[R] 95% confidence intercal with glm
Sam
Sam_Smith at me.com
Wed Sep 29 12:07:38 CEST 2010
I am looking to do the same but am a bit confused
> and apply the inverse link function for your model.
i understand up to this point and i understand what this means, however i am unsure why it needs to be done and how you do it - i.e i use family="binomial" is this wrong if i use this method to calculate 95% CI?
Thanks
Sam
On 28 Sep 2010, at 14:50, Ben Bolker wrote:
zozio32 <remy.pascal <at> gmail.com> writes:
>
>
> Hi
>
> I had to use a glm instead of my basic lm on some data due to unconstant
> variance.
>
> now, when I plot the model over the data, how can I easily get the 95%
> confidence interval that sormally coming from:
>
>> yv <- predict(modelVar,list(aveLength=xv),int="c")

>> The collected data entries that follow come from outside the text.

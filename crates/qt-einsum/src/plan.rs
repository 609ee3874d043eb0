use qt_tensor::Shape;

use crate::equation::{Equation, OperandSpec};
use crate::error::{EinsumError, Result};

/// Internal identifier for one contraction axis. Named labels and expanded
/// ellipsis axes both get ids, so planning never looks at label characters.
pub(crate) type AxisId = usize;

/// An equation resolved against concrete operand shapes: every axis has an
/// id and a size, and ellipses have been expanded.
#[derive(Debug, Clone)]
pub struct ResolvedEquation {
    pub(crate) lhs: Vec<AxisId>,
    pub(crate) rhs: Vec<AxisId>,
    pub(crate) out: Vec<AxisId>,
    pub(crate) sizes: Vec<usize>,
}

impl ResolvedEquation {
    /// Dimension sizes of the einsum output.
    pub fn out_dims(&self) -> Vec<usize> {
        self.out.iter().map(|&id| self.sizes[id]).collect()
    }
}

/// Resolve a parsed equation against the operand shapes.
///
/// Expands each ellipsis into one axis per uncovered dimension, checks
/// ranks, and unifies the size of every index that appears in both
/// operands. Ellipsis axes carried by both operands must agree exactly.
pub fn resolve(eqn: &Equation, lhs_shape: &Shape, rhs_shape: &Shape) -> Result<ResolvedEquation> {
    let lhs_ell = ellipsis_ndim(&eqn.lhs, lhs_shape)?;
    let rhs_ell = ellipsis_ndim(&eqn.rhs, rhs_shape)?;

    if eqn.lhs.has_ellipsis() && eqn.rhs.has_ellipsis() {
        let lhs_dims = ellipsis_dims(&eqn.lhs, lhs_shape, lhs_ell);
        let rhs_dims = ellipsis_dims(&eqn.rhs, rhs_shape, rhs_ell);
        if lhs_dims != rhs_dims {
            return Err(EinsumError::EllipsisMismatch {
                lhs: lhs_dims,
                rhs: rhs_dims,
            });
        }
    }

    let mut table = AxisTable::default();

    // Ellipsis axes are shared between operands when both carry one.
    let ell_ids: Vec<AxisId> = {
        let ell_count = lhs_ell.max(rhs_ell);
        (0..ell_count).map(|_| table.fresh()).collect()
    };
    // Both expansions right-align onto the shared ids; with an exact-match
    // requirement the counts are equal whenever both are nonzero.
    let lhs_ell_ids = &ell_ids[ell_ids.len() - lhs_ell..];
    let rhs_ell_ids = &ell_ids[ell_ids.len() - rhs_ell..];

    let lhs_axes = operand_axes(&eqn.lhs, lhs_ell_ids, &mut table);
    let rhs_axes = operand_axes(&eqn.rhs, rhs_ell_ids, &mut table);

    table.bind_sizes(&lhs_axes, lhs_shape)?;
    table.bind_sizes(&rhs_axes, rhs_shape)?;

    let out_ell_ids = if eqn.out.has_ellipsis() { &ell_ids[..] } else { &[] };
    let out_axes = operand_axes(&eqn.out, out_ell_ids, &mut table);

    Ok(ResolvedEquation {
        lhs: lhs_axes,
        rhs: rhs_axes,
        out: out_axes,
        sizes: table.sizes,
    })
}

fn ellipsis_ndim(spec: &OperandSpec, shape: &Shape) -> Result<usize> {
    if spec.has_ellipsis() {
        if shape.ndim() < spec.named() {
            return Err(EinsumError::RankTooSmall {
                spec: spec.to_string(),
                named: spec.named(),
                got: shape.ndim(),
            });
        }
        Ok(shape.ndim() - spec.named())
    } else {
        if shape.ndim() != spec.named() {
            return Err(EinsumError::RankMismatch {
                spec: spec.to_string(),
                expected: spec.named(),
                got: shape.ndim(),
            });
        }
        Ok(0)
    }
}

fn ellipsis_dims(spec: &OperandSpec, shape: &Shape, ell: usize) -> Vec<usize> {
    let start = spec.ellipsis.unwrap_or(0);
    shape.dims()[start..start + ell].to_vec()
}

/// Axis ids for one operand, splicing the ellipsis ids into the named ones.
fn operand_axes(spec: &OperandSpec, ell_ids: &[AxisId], table: &mut AxisTable) -> Vec<AxisId> {
    let mut axes = Vec::with_capacity(spec.named() + ell_ids.len());
    for (i, &label) in spec.labels.iter().enumerate() {
        if spec.ellipsis == Some(i) {
            axes.extend_from_slice(ell_ids);
        }
        axes.push(table.intern(label));
    }
    if spec.ellipsis == Some(spec.labels.len()) {
        axes.extend_from_slice(ell_ids);
    }
    axes
}

#[derive(Default)]
struct AxisTable {
    sizes: Vec<usize>,
    labels: Vec<Option<char>>,
    by_label: Vec<(char, AxisId)>,
}

impl AxisTable {
    fn fresh(&mut self) -> AxisId {
        self.sizes.push(0);
        self.labels.push(None);
        self.sizes.len() - 1
    }

    fn intern(&mut self, label: char) -> AxisId {
        if let Some(&(_, id)) = self.by_label.iter().find(|(l, _)| *l == label) {
            return id;
        }
        let id = self.fresh();
        self.labels[id] = Some(label);
        self.by_label.push((label, id));
        id
    }

    /// Record the concrete size of every axis of one operand, checking
    /// against sizes already bound by the other operand.
    fn bind_sizes(&mut self, axes: &[AxisId], shape: &Shape) -> Result<()> {
        for (dim, &id) in axes.iter().enumerate() {
            let size = shape.dim(dim);
            if self.sizes[id] == 0 {
                self.sizes[id] = size;
            } else if self.sizes[id] != size {
                return Err(EinsumError::SizeMismatch {
                    // Shared unnamed axes were matched up front, so a clash
                    // here always has a label.
                    label: self.labels[id].unwrap_or('?'),
                    lhs: self.sizes[id],
                    rhs: size,
                });
            }
        }
        Ok(())
    }
}

/// The lowering of a resolved equation onto a batched matmul:
/// pre-sum axes private to one operand, permute both operands into
/// `[batch, free, contracted]` order, multiply, and permute the result
/// into the requested output order.
#[derive(Debug, Clone)]
pub(crate) struct ContractionPlan {
    pub(crate) lhs_sum_axes: Vec<usize>,
    pub(crate) rhs_sum_axes: Vec<usize>,
    pub(crate) lhs_perm: Vec<usize>,
    pub(crate) rhs_perm: Vec<usize>,
    pub(crate) batch: usize,
    pub(crate) m: usize,
    pub(crate) k: usize,
    pub(crate) n: usize,
    pub(crate) mid_dims: Vec<usize>,
    pub(crate) out_perm: Vec<usize>,
}

pub(crate) fn plan(res: &ResolvedEquation) -> ContractionPlan {
    let in_lhs = |id: AxisId| res.lhs.contains(&id);
    let in_rhs = |id: AxisId| res.rhs.contains(&id);
    let in_out = |id: AxisId| res.out.contains(&id);

    // Batch axes keep the output's order; free and contracted axes keep
    // the order of the operand that owns them.
    let batch_ids: Vec<AxisId> = res
        .out
        .iter()
        .copied()
        .filter(|&id| in_lhs(id) && in_rhs(id))
        .collect();
    let lhs_free: Vec<AxisId> = res
        .lhs
        .iter()
        .copied()
        .filter(|&id| in_out(id) && !in_rhs(id))
        .collect();
    let rhs_free: Vec<AxisId> = res
        .rhs
        .iter()
        .copied()
        .filter(|&id| in_out(id) && !in_lhs(id))
        .collect();
    let contracted: Vec<AxisId> = res
        .lhs
        .iter()
        .copied()
        .filter(|&id| in_rhs(id) && !in_out(id))
        .collect();

    let lhs_sum_axes: Vec<usize> = res
        .lhs
        .iter()
        .enumerate()
        .filter(|(_, &id)| !in_rhs(id) && !in_out(id))
        .map(|(pos, _)| pos)
        .collect();
    let rhs_sum_axes: Vec<usize> = res
        .rhs
        .iter()
        .enumerate()
        .filter(|(_, &id)| !in_lhs(id) && !in_out(id))
        .map(|(pos, _)| pos)
        .collect();

    let lhs_kept: Vec<AxisId> = res
        .lhs
        .iter()
        .copied()
        .filter(|&id| in_rhs(id) || in_out(id))
        .collect();
    let rhs_kept: Vec<AxisId> = res
        .rhs
        .iter()
        .copied()
        .filter(|&id| in_lhs(id) || in_out(id))
        .collect();

    let position = |ids: &[AxisId], id: AxisId| {
        ids.iter().position(|&x| x == id).expect("axis id present")
    };

    let lhs_order: Vec<AxisId> = batch_ids
        .iter()
        .chain(lhs_free.iter())
        .chain(contracted.iter())
        .copied()
        .collect();
    let rhs_order: Vec<AxisId> = batch_ids
        .iter()
        .chain(contracted.iter())
        .chain(rhs_free.iter())
        .copied()
        .collect();

    let lhs_perm: Vec<usize> = lhs_order.iter().map(|&id| position(&lhs_kept, id)).collect();
    let rhs_perm: Vec<usize> = rhs_order.iter().map(|&id| position(&rhs_kept, id)).collect();

    let size_of = |ids: &[AxisId]| ids.iter().map(|&id| res.sizes[id]).product::<usize>();
    let batch = size_of(&batch_ids);
    let m = size_of(&lhs_free);
    let k = size_of(&contracted);
    let n = size_of(&rhs_free);

    let mid_ids: Vec<AxisId> = batch_ids
        .iter()
        .chain(lhs_free.iter())
        .chain(rhs_free.iter())
        .copied()
        .collect();
    let mid_dims: Vec<usize> = mid_ids.iter().map(|&id| res.sizes[id]).collect();
    let out_perm: Vec<usize> = res.out.iter().map(|&id| position(&mid_ids, id)).collect();

    ContractionPlan {
        lhs_sum_axes,
        rhs_sum_axes,
        lhs_perm,
        rhs_perm,
        batch,
        m,
        k,
        n,
        mid_dims,
        out_perm,
    }
}

#[cfg(test)]
mod tests {
    use super::*;
    use crate::equation::parse;

    fn resolved(eqn: &str, lhs: &[usize], rhs: &[usize]) -> Result<ResolvedEquation> {
        resolve(
            &parse(eqn).unwrap(),
            &Shape::from_slice(lhs),
            &Shape::from_slice(rhs),
        )
    }

    #[test]
    fn test_resolve_matmul() {
        let res = resolved("ij,jk->ik", &[2, 3], &[3, 4]).unwrap();
        assert_eq!(res.out_dims(), vec![2, 4]);
        assert_eq!(res.lhs.len(), 2);
        assert_eq!(res.rhs.len(), 2);
        // j is shared between the operands.
        assert_eq!(res.lhs[1], res.rhs[0]);
    }

    #[test]
    fn test_resolve_ellipsis_expansion() {
        let res = resolved("...x,xy->y", &[10, 10, 10], &[10, 10]).unwrap();
        assert_eq!(res.lhs.len(), 3);
        assert_eq!(res.out_dims(), vec![10]);
    }

    #[test]
    fn test_resolve_shared_ellipsis() {
        let res = resolved("...i,...j->...ij", &[2, 3, 4], &[2, 3, 5]).unwrap();
        assert_eq!(res.out_dims(), vec![2, 3, 4, 5]);
        // The unnamed axes are the same ids on both sides.
        assert_eq!(res.lhs[0], res.rhs[0]);
        assert_eq!(res.lhs[1], res.rhs[1]);
    }

    #[test]
    fn test_resolve_rank_mismatch() {
        assert!(matches!(
            resolved("ij,jk->ik", &[2, 3, 4], &[3, 4]),
            Err(EinsumError::RankMismatch { .. })
        ));
        assert!(matches!(
            resolved("...ij,jk->ik", &[2], &[3, 4]),
            Err(EinsumError::RankTooSmall { .. })
        ));
    }

    #[test]
    fn test_resolve_size_mismatch() {
        assert!(matches!(
            resolved("ij,jk->ik", &[2, 3], &[4, 5]),
            Err(EinsumError::SizeMismatch {
                label: 'j',
                lhs: 3,
                rhs: 4
            })
        ));
    }

    #[test]
    fn test_resolve_ellipsis_mismatch() {
        assert!(matches!(
            resolved("...i,...i->", &[2, 3], &[4, 3]),
            Err(EinsumError::EllipsisMismatch { .. })
        ));
    }

    #[test]
    fn test_plan_matmul_shapes() {
        let res = resolved("ij,jk->ik", &[2, 3], &[3, 4]).unwrap();
        let p = plan(&res);
        assert_eq!((p.batch, p.m, p.k, p.n), (1, 2, 3, 4));
        assert!(p.lhs_sum_axes.is_empty());
        assert!(p.rhs_sum_axes.is_empty());
        assert_eq!(p.mid_dims, vec![2, 4]);
        assert_eq!(p.out_perm, vec![0, 1]);
    }

    #[test]
    fn test_plan_batched() {
        let res = resolved("bij,bjk->bik", &[5, 2, 3], &[5, 3, 4]).unwrap();
        let p = plan(&res);
        assert_eq!((p.batch, p.m, p.k, p.n), (5, 2, 3, 4));
        assert_eq!(p.mid_dims, vec![5, 2, 4]);
    }

    #[test]
    fn test_plan_summed_leading_axes() {
        let res = resolved("...x,xy->y", &[10, 10, 10], &[10, 10]).unwrap();
        let p = plan(&res);
        // The unnamed lhs axes are neither shared nor in the output, so
        // they are pre-summed.
        assert_eq!(p.lhs_sum_axes, vec![0, 1]);
        assert_eq!((p.batch, p.m, p.k, p.n), (1, 1, 10, 10));
    }

    #[test]
    fn test_plan_transposed_output() {
        let res = resolved("ij,jk->ki", &[2, 3], &[3, 4]).unwrap();
        let p = plan(&res);
        assert_eq!(p.mid_dims, vec![2, 4]);
        assert_eq!(p.out_perm, vec![1, 0]);
    }
}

>> matlines(xv,yv,lty=c(1,2,2))
>
> There is no "interval" argument to pass to the predict function when using a
> glm, so I was wondering if I had to use an other function
>
You need to use predict with se=TRUE; construct the confidence
intervals by computing predicted values +- 1.96 times the standard
error returned; and apply the inverse link function for your model.
If heteroscedasticity is your main problem, and not a specific
(known) non-normal distribution, you might consider using the gls
function from the nlme package with an appropriate 'weights' argument.